Sankhya, ruhun karşıtlığına dayanan dualist bir öğretidir ( puruşa) ve madde ( prakriti). Purusha bilinçle, prakriti ise bedenle özdeşleştirilebilir.

Samkhya okulunda oluşan fikirlere dayanan yoga okulu, insan davranışının pratik ilkelerini geliştirmeye çalıştı. İnsanın kurtuluşu, purushi'nin prakriti'den tamamen bağımsız olduğu gerçeğinin farkına varmasında yatmaktadır. Ve kurtuluşa ulaşmak için yoga okulunun destekçileri çileciliğe ve meditasyona dayalı özel uygulamalar geliştirdiler.
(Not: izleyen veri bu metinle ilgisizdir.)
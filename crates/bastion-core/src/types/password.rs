//! Password hashing parameters for the file backend

use serde::{Deserialize, Serialize};

/// Hashing parameters as written by the operator.
///
/// A zero numeric field means "use the algorithm's default".
#[derive(Debug, Clone, Default, PartialEq, Eq, Serialize, Deserialize)]
#[serde(default)]
pub struct PasswordConfiguration {
    pub algorithm: String,
    pub iterations: i32,
    pub key_length: i32,
    pub salt_length: i32,
    pub memory: i32,
    pub parallelism: i32,
}

impl PasswordConfiguration {
    /// Fill every zero field from `profile`
    pub fn apply_defaults(&mut self, profile: &PasswordProfile) {
        if self.algorithm.is_empty() {
            self.algorithm = profile.algorithm.as_str().to_string();
        }
        fill_zero(&mut self.iterations, profile.iterations);
        fill_zero(&mut self.key_length, profile.key_length);
        fill_zero(&mut self.salt_length, profile.salt_length);
        fill_zero(&mut self.memory, profile.memory);
        fill_zero(&mut self.parallelism, profile.parallelism);
    }
}

impl From<&PasswordProfile> for PasswordConfiguration {
    fn from(profile: &PasswordProfile) -> Self {
        Self {
            algorithm: profile.algorithm.as_str().to_string(),
            iterations: profile.iterations,
            key_length: profile.key_length,
            salt_length: profile.salt_length,
            memory: profile.memory,
            parallelism: profile.parallelism,
        }
    }
}

fn fill_zero(field: &mut i32, default: i32) {
    if *field == 0 {
        *field = default;
    }
}

/// Supported password hashing algorithms
#[derive(Debug, Clone, Copy, PartialEq, Eq, Hash, Default)]
pub enum HashAlgorithm {
    #[default]
    Argon2id,
    Sha512,
}

impl HashAlgorithm {
    /// Look up an algorithm by its exact configured name
    pub fn from_name(name: &str) -> Option<Self> {
        match name {
            "argon2id" => Some(HashAlgorithm::Argon2id),
            "sha512" => Some(HashAlgorithm::Sha512),
            _ => None,
        }
    }

    pub const fn as_str(&self) -> &'static str {
        match self {
            HashAlgorithm::Argon2id => "argon2id",
            HashAlgorithm::Sha512 => "sha512",
        }
    }

    /// Built-in parameters for this algorithm
    pub const fn defaults(&self) -> &'static PasswordProfile {
        match self {
            HashAlgorithm::Argon2id => &DEFAULT_PASSWORD_CONFIGURATION,
            HashAlgorithm::Sha512 => &DEFAULT_PASSWORD_SHA512_CONFIGURATION,
        }
    }
}

/// Immutable set of hashing parameters
#[derive(Debug, Clone, Copy, PartialEq, Eq)]
pub struct PasswordProfile {
    pub algorithm: HashAlgorithm,
    pub iterations: i32,
    pub key_length: i32,
    pub salt_length: i32,
    pub memory: i32,
    pub parallelism: i32,
}

/// argon2id is the default algorithm
pub const DEFAULT_PASSWORD_CONFIGURATION: PasswordProfile = PasswordProfile {
    algorithm: HashAlgorithm::Argon2id,
    iterations: 1,
    key_length: 16,
    salt_length: 16,
    memory: 1024,
    parallelism: 8,
};

/// sha512 crypt only uses rounds and salt
pub const DEFAULT_PASSWORD_SHA512_CONFIGURATION: PasswordProfile = PasswordProfile {
    algorithm: HashAlgorithm::Sha512,
    iterations: 50_000,
    key_length: 0,
    salt_length: 16,
    memory: 0,
    parallelism: 0,
};

#[cfg(test)]
mod tests {
    use super::*;

    #[test]
    fn test_algorithm_names() {
        assert_eq!(HashAlgorithm::from_name("argon2id"), Some(HashAlgorithm::Argon2id));
        assert_eq!(HashAlgorithm::from_name("sha512"), Some(HashAlgorithm::Sha512));
        assert_eq!(HashAlgorithm::from_name("SHA512"), None);
        assert_eq!(HashAlgorithm::from_name("Argon2ID"), None);
        assert_eq!(HashAlgorithm::from_name("bcrypt"), None);
        assert_eq!(HashAlgorithm::from_name(""), None);
        assert_eq!(HashAlgorithm::default().as_str(), "argon2id");
    }

    #[test]
    fn test_apply_defaults_only_fills_zero_fields() {
        let mut config = PasswordConfiguration {
            iterations: 3,
            memory: 2048,
            ..Default::default()
        };
        config.apply_defaults(&DEFAULT_PASSWORD_CONFIGURATION);

        assert_eq!(config.algorithm, "argon2id");
        assert_eq!(config.iterations, 3);
        assert_eq!(config.memory, 2048);
        assert_eq!(config.key_length, DEFAULT_PASSWORD_CONFIGURATION.key_length);
        assert_eq!(config.salt_length, DEFAULT_PASSWORD_CONFIGURATION.salt_length);
        assert_eq!(config.parallelism, DEFAULT_PASSWORD_CONFIGURATION.parallelism);
    }

    #[test]
    fn test_negative_values_are_kept() {
        let mut config = PasswordConfiguration {
            salt_length: -1,
            ..Default::default()
        };
        config.apply_defaults(&DEFAULT_PASSWORD_CONFIGURATION);
        assert_eq!(config.salt_length, -1);
    }

    #[test]
    fn test_profile_conversion() {
        let config = PasswordConfiguration::from(&DEFAULT_PASSWORD_SHA512_CONFIGURATION);
        assert_eq!(config.algorithm, "sha512");
        assert_eq!(config.iterations, 50_000);
        assert_eq!(config.memory, 0);
    }

    #[test]
    fn test_default_argon2id_profile_is_self_consistent() {
        let p = DEFAULT_PASSWORD_CONFIGURATION;
        assert_eq!(p.key_length, 16);
        assert!(p.salt_length >= 2);
        assert!(p.iterations >= 1);
        assert!(p.parallelism >= 1);
        assert!(p.memory >= p.parallelism * 8);
    }
}
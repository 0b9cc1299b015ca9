//! Error sink shared by configuration validators

use std::error::Error as StdError;
use std::fmt;

/// Boxed error stored by [`StructValidator`]
pub type BoxError = Box<dyn StdError + Send + Sync + 'static>;

/// Ordered, append-only log of validation errors.
///
/// Validators only push. Nothing in a validation pass reads or clears the
/// log, so one validator threaded through several related checks ends up
/// holding every error they raised, in the order they were raised. The
/// caller accepts a configuration only when [`StructValidator::count`] is
/// zero, and is the only party that may call [`StructValidator::clear`].
#[derive(Default)]
pub struct StructValidator {
    errors: Vec<BoxError>,
}

impl StructValidator {
    pub fn new() -> Self {
        Self::default()
    }

    /// Append an error
    pub fn push<E>(&mut self, error: E)
    where
        E: Into<BoxError>,
    {
        self.errors.push(error.into());
    }

    /// Errors in the order they were pushed
    pub fn errors(&self) -> &[BoxError] {
        &self.errors
    }

    pub fn count(&self) -> usize {
        self.errors.len()
    }

    pub fn has_errors(&self) -> bool {
        !self.errors.is_empty()
    }

    /// Rendered error messages
    pub fn messages(&self) -> Vec<String> {
        self.errors.iter().map(|e| e.to_string()).collect()
    }

    pub fn clear(&mut self) {
        self.errors.clear();
    }

    pub fn into_errors(self) -> Vec<BoxError> {
        self.errors
    }
}

impl fmt::Debug for StructValidator {
    fn fmt(&self, f: &mut fmt::Formatter<'_>) -> fmt::Result {
        f.debug_struct("StructValidator")
            .field("errors", &self.messages())
            .finish()
    }
}
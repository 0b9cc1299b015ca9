//! LDAP backend

use super::{check_filter, validate_ldap_url};
use crate::{FilterKind, Placeholder, ValidationError};
use bastion_core::types::{
    LdapAuthenticationBackendConfiguration, LdapImplementation, DEFAULT_LDAP_MINIMUM_TLS_VERSION,
};
use bastion_core::utils::TlsVersion;
use bastion_core::StructValidator;
use tracing::debug;

const USERS_FILTER_PLACEHOLDERS: &[Placeholder] =
    &[Placeholder::UsernameAttribute, Placeholder::Input];

pub fn validate_ldap_backend(
    config: &mut LdapAuthenticationBackendConfiguration,
    validator: &mut StructValidator,
) {
    if config.implementation.is_empty() {
        config.implementation = LdapImplementation::default().as_str().to_string();
    }

    if config.minimum_tls_version.is_empty() {
        config.minimum_tls_version = DEFAULT_LDAP_MINIMUM_TLS_VERSION.to_string();
    } else if let Err(source) = config.minimum_tls_version.parse::<TlsVersion>() {
        validator.push(ValidationError::InvalidMinimumTlsVersion {
            value: config.minimum_tls_version.clone(),
            source,
        });
    }

    match LdapImplementation::from_name(&config.implementation) {
        Some(implementation) => {
            debug!("Applying {} LDAP defaults", implementation);
            config.apply_defaults(implementation.defaults());
        }
        None => validator.push(ValidationError::UnknownLdapImplementation(
            config.implementation.clone(),
        )),
    }

    if config.url.is_empty() {
        validator.push(ValidationError::MissingLdapUrl);
    } else {
        config.url = validate_ldap_url(&config.url, validator);
    }

    if config.user.is_empty() {
        validator.push(ValidationError::MissingLdapUser);
    }

    if config.password.is_empty() {
        validator.push(ValidationError::MissingLdapPassword);
    }

    if config.base_dn.is_empty() {
        validator.push(ValidationError::MissingLdapBaseDn);
    }

    if config.users_filter.is_empty() {
        validator.push(ValidationError::MissingUsersFilter);
    } else {
        check_filter(
            FilterKind::Users,
            &config.users_filter,
            USERS_FILTER_PLACEHOLDERS,
            validator,
        );
    }

    if config.groups_filter.is_empty() {
        validator.push(ValidationError::MissingGroupsFilter);
    } else {
        check_filter(FilterKind::Groups, &config.groups_filter, &[], validator);
    }
}
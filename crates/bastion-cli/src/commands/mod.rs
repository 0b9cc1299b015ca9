//! CLI command implementations

pub mod ldap_url;
pub mod validate;

use crate::OutputFormat;
use colored::Colorize;
use serde::Serialize;

/// Context passed to all commands
pub struct CommandContext {
    pub output_format: OutputFormat,
}

impl CommandContext {
    /// Check if output should be JSON
    pub fn is_json(&self) -> bool {
        matches!(self.output_format, OutputFormat::Json)
    }

    /// Print every diagnostic, one per line
    pub fn print_errors(&self, errors: &[String]) {
        for error in errors {
            eprintln!("{} {}", "error:".red().bold(), error);
        }
    }

    pub fn print_json<T: Serialize>(&self, value: &T) -> anyhow::Result<()> {
        println!("{}", serde_json::to_string_pretty(value)?);
        Ok(())
    }
}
Mimamsa, yorum bilimi veya Vedik metinlerin yorumlanması sorunlarıyla ilgilenen bir doktrindir. Bu öğreti, kutsal metinlerin en doğru ve derinlemesine anlaşılmasını amaçlayan bir anlayış sistemi geliştirdi. Vedalar, bu okulun destekçileri tarafından belirli insanların yaratımı olarak değil, ilahi bir vahiy olarak kabul edilir. Bu nedenle bunlarda herhangi bir hata olasılığı ortadan kaldırılmıştır. Mimamsa dualist bir öğretidir. Bu okulun temsilcileri hem ruhun hem de bedenin gerçek olduğuna inanıyor. Mimamsa okulunun savunucuları özel bir bilgi teorisi geliştirdiler. Onlara göre herhangi bir bilgi şu kaynaklara dayanmaktadır: algı, çıkarım, karşılaştırma, sözlü açıklama ve algısızlık. Okul destekçileri algısızlıkla beklenenin olmayışını kastetmektedir.
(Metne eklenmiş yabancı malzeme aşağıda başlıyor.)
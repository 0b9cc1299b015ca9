//! Password hashing parameters

use crate::ValidationError;
use bastion_core::types::{HashAlgorithm, PasswordConfiguration};
use bastion_core::StructValidator;
use tracing::debug;

/// argon2id derives keys of exactly this many bytes
const ARGON2ID_KEY_LENGTH: i32 = 16;
const MIN_SALT_LENGTH: i32 = 2;
const MIN_ITERATIONS: i32 = 1;
const MIN_PARALLELISM: i32 = 1;
/// argon2id needs at least 8 KiB of memory per lane
const MEMORY_PER_LANE: i32 = 8;

/// Resolve the algorithm, fill zero fields from its profile and bounds-check
/// argon2id parameters.
///
/// sha512 parameters are defaulted but not bounds-checked. An unknown
/// algorithm is reported and the rest of the section is left as written.
pub fn validate_password_configuration(
    config: &mut PasswordConfiguration,
    validator: &mut StructValidator,
) {
    let algorithm = if config.algorithm.is_empty() {
        HashAlgorithm::default()
    } else {
        match HashAlgorithm::from_name(&config.algorithm) {
            Some(algorithm) => algorithm,
            None => {
                validator.push(ValidationError::UnknownHashAlgorithm(
                    config.algorithm.clone(),
                ));
                return;
            }
        }
    };

    debug!("Applying {} password defaults", algorithm.as_str());
    config.algorithm = algorithm.as_str().to_string();
    config.apply_defaults(algorithm.defaults());

    if algorithm == HashAlgorithm::Argon2id {
        check_argon2id(config, validator);
    }
}

fn check_argon2id(config: &PasswordConfiguration, validator: &mut StructValidator) {
    if config.key_length != ARGON2ID_KEY_LENGTH {
        validator.push(ValidationError::InvalidKeyLength(config.key_length));
    }

    if config.salt_length < MIN_SALT_LENGTH {
        validator.push(ValidationError::InvalidSaltLength(config.salt_length));
    }

    if config.iterations < MIN_ITERATIONS {
        validator.push(ValidationError::InvalidIterations(config.iterations));
    }

    if config.parallelism < MIN_PARALLELISM {
        validator.push(ValidationError::InvalidParallelism(config.parallelism));
    }

    let min_memory = i64::from(config.parallelism) * i64::from(MEMORY_PER_LANE);
    if i64::from(config.memory) < min_memory {
        validator.push(ValidationError::InsufficientMemory {
            memory: config.memory,
            parallelism: config.parallelism,
        });
    }
}

#[cfg(test)]
mod tests {
    use super::*;
    use bastion_core::types::{DEFAULT_PASSWORD_CONFIGURATION, DEFAULT_PASSWORD_SHA512_CONFIGURATION};

    fn default_config() -> PasswordConfiguration {
        PasswordConfiguration::from(&DEFAULT_PASSWORD_CONFIGURATION)
    }

    fn validate(mut config: PasswordConfiguration) -> (PasswordConfiguration, Vec<String>) {
        let mut validator = StructValidator::new();
        validate_password_configuration(&mut config, &mut validator);
        (config, validator.messages())
    }

    #[test]
    fn test_complete_configuration() {
        let (config, errors) = validate(default_config());
        assert!(errors.is_empty());
        assert_eq!(config, default_config());
    }

    #[test]
    fn test_blank_uses_argon2id_profile() {
        let (config, errors) = validate(PasswordConfiguration::default());

        assert!(errors.is_empty());
        assert_eq!(config.algorithm, "argon2id");
        assert_eq!(config.iterations, DEFAULT_PASSWORD_CONFIGURATION.iterations);
        assert_eq!(config.key_length, DEFAULT_PASSWORD_CONFIGURATION.key_length);
        assert_eq!(config.salt_length, DEFAULT_PASSWORD_CONFIGURATION.salt_length);
        assert_eq!(config.memory, DEFAULT_PASSWORD_CONFIGURATION.memory);
        assert_eq!(config.parallelism, DEFAULT_PASSWORD_CONFIGURATION.parallelism);
    }

    #[test]
    fn test_sha512_profile() {
        let (config, errors) = validate(PasswordConfiguration {
            algorithm: "sha512".to_string(),
            ..Default::default()
        });

        assert!(errors.is_empty());
        assert_eq!(
            config,
            PasswordConfiguration::from(&DEFAULT_PASSWORD_SHA512_CONFIGURATION)
        );
    }

    #[test]
    fn test_sha512_is_not_bounds_checked() {
        let (config, errors) = validate(PasswordConfiguration {
            algorithm: "sha512".to_string(),
            key_length: 3,
            salt_length: 1,
            ..Default::default()
        });

        assert!(errors.is_empty());
        assert_eq!(config.key_length, 3);
        assert_eq!(config.salt_length, 1);
        assert_eq!(config.iterations, DEFAULT_PASSWORD_SHA512_CONFIGURATION.iterations);
    }

    #[test]
    fn test_algorithm_name_is_case_sensitive() {
        let (config, errors) = validate(PasswordConfiguration {
            algorithm: "SHA512".to_string(),
            ..Default::default()
        });

        assert_eq!(
            errors,
            vec!["Unknown hashing algorithm supplied, valid values are argon2id and sha512, you configured 'SHA512'"]
        );
        assert_eq!(config.algorithm, "SHA512");
        assert_eq!(config.iterations, 0);
        assert_eq!(config.salt_length, 0);

        let (config, errors) = validate(PasswordConfiguration {
            algorithm: "Argon2ID".to_string(),
            ..Default::default()
        });
        assert_eq!(errors.len(), 1);
        assert_eq!(config.key_length, 0);
    }

    #[test]
    fn test_unknown_algorithm() {
        let (config, errors) = validate(PasswordConfiguration {
            algorithm: "bogus".to_string(),
            ..default_config()
        });

        assert_eq!(
            errors,
            vec!["Unknown hashing algorithm supplied, valid values are argon2id and sha512, you configured 'bogus'"]
        );
        assert_eq!(config.algorithm, "bogus");
    }

    #[test]
    fn test_key_length() {
        let (_, errors) = validate(PasswordConfiguration {
            key_length: 1,
            ..default_config()
        });
        assert_eq!(errors, vec!["Key length for argon2id must be 16, you configured 1"]);

        let (_, errors) = validate(PasswordConfiguration {
            key_length: 32,
            ..default_config()
        });
        assert_eq!(errors, vec!["Key length for argon2id must be 16, you configured 32"]);
    }

    #[test]
    fn test_salt_length() {
        let (_, errors) = validate(PasswordConfiguration {
            salt_length: -1,
            ..default_config()
        });
        assert_eq!(errors, vec!["The salt length must be 2 or more, you configured -1"]);

        let (_, errors) = validate(PasswordConfiguration {
            salt_length: 2,
            ..default_config()
        });
        assert!(errors.is_empty());
    }

    #[test]
    fn test_iterations() {
        let (_, errors) = validate(PasswordConfiguration {
            iterations: -1,
            ..default_config()
        });
        assert_eq!(
            errors,
            vec!["The number of iterations specified is invalid, must be 1 or more, you configured -1"]
        );
    }

    #[test]
    fn test_parallelism() {
        let (_, errors) = validate(PasswordConfiguration {
            parallelism: -1,
            ..default_config()
        });
        assert_eq!(errors, vec!["Parallelism for argon2id must be 1 or more, you configured -1"]);
    }

    #[test]
    fn test_memory_below_parallelism_times_eight() {
        let (_, errors) = validate(PasswordConfiguration {
            memory: 8,
            parallelism: 2,
            ..default_config()
        });
        assert_eq!(
            errors,
            vec!["Memory for argon2id must be 16 or more (parallelism * 8), you configured memory as 8 and parallelism as 2"]
        );

        let (_, errors) = validate(PasswordConfiguration {
            memory: 16,
            parallelism: 2,
            ..default_config()
        });
        assert!(errors.is_empty());
    }

    #[test]
    fn test_memory_checked_against_resolved_parallelism() {
        let (config, errors) = validate(PasswordConfiguration {
            memory: 32,
            ..Default::default()
        });

        assert_eq!(config.parallelism, DEFAULT_PASSWORD_CONFIGURATION.parallelism);
        assert_eq!(
            errors,
            vec!["Memory for argon2id must be 16 or more (parallelism * 8), you configured memory as 32 and parallelism as 8"]
        );
    }

    #[test]
    fn test_every_violation_is_reported() {
        let (_, errors) = validate(PasswordConfiguration {
            algorithm: "argon2id".to_string(),
            iterations: -3,
            key_length: 8,
            salt_length: 1,
            memory: 4,
            parallelism: 1,
        });

        assert_eq!(
            errors,
            vec![
                "Key length for argon2id must be 16, you configured 8",
                "The salt length must be 2 or more, you configured 1",
                "The number of iterations specified is invalid, must be 1 or more, you configured -3",
                "Memory for argon2id must be 16 or more (parallelism * 8), you configured memory as 4 and parallelism as 1",
            ]
        );
    }

    #[test]
    fn test_huge_parallelism_does_not_overflow() {
        let (_, errors) = validate(PasswordConfiguration {
            memory: i32::MAX,
            parallelism: i32::MAX,
            ..default_config()
        });
        assert_eq!(errors.len(), 1);
    }
}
Vedanta (Sanskritçe - Vedaların tamamlanması), Hinduizmin felsefi temeli haline gelen bir öğretidir. Vedanta kozmolojisi Vedaların (Atman, Brahman...) fikirlerine karşılık gelir. İlginç bir bileşen, bireysel ruhun, “Ben”in, özellikle de insan ruhunun 4 durumu (uyanma; rüyalarla uyku; rüyasız uyku; “aşkın durum) doktrininde gerçek ve yanıltıcı dünya arasındaki ilişkinin analizidir. ” - maddi dünyadan maksimum kopma).

İLE heterodoks okullar Hint felsefeleri Budizm, Jainizm ve Lokayata'yı içerir. Yukarıda açıklanan altı darshananın aksine, karvaka-lokayata Vedaları reddeder, ölümden sonraki hayata inanmaz, Tanrı'nın varlığını her anlamda reddeder ve öğretisini maddenin önceliği ve bilincin ikincil doğasının tanınması üzerine kurar. Bu eski Hint materyalizmidir. "Çarvaka" teriminin kökeni tam olarak belli değil. "Lokayata" veya "lokayatika" terimi "lokayatana"dan, yani "sıradan insanların bakış açısı"ndan gelir. Bu terim Charvaka öğretilerinin günlük bilince yakınlığından bahsediyor.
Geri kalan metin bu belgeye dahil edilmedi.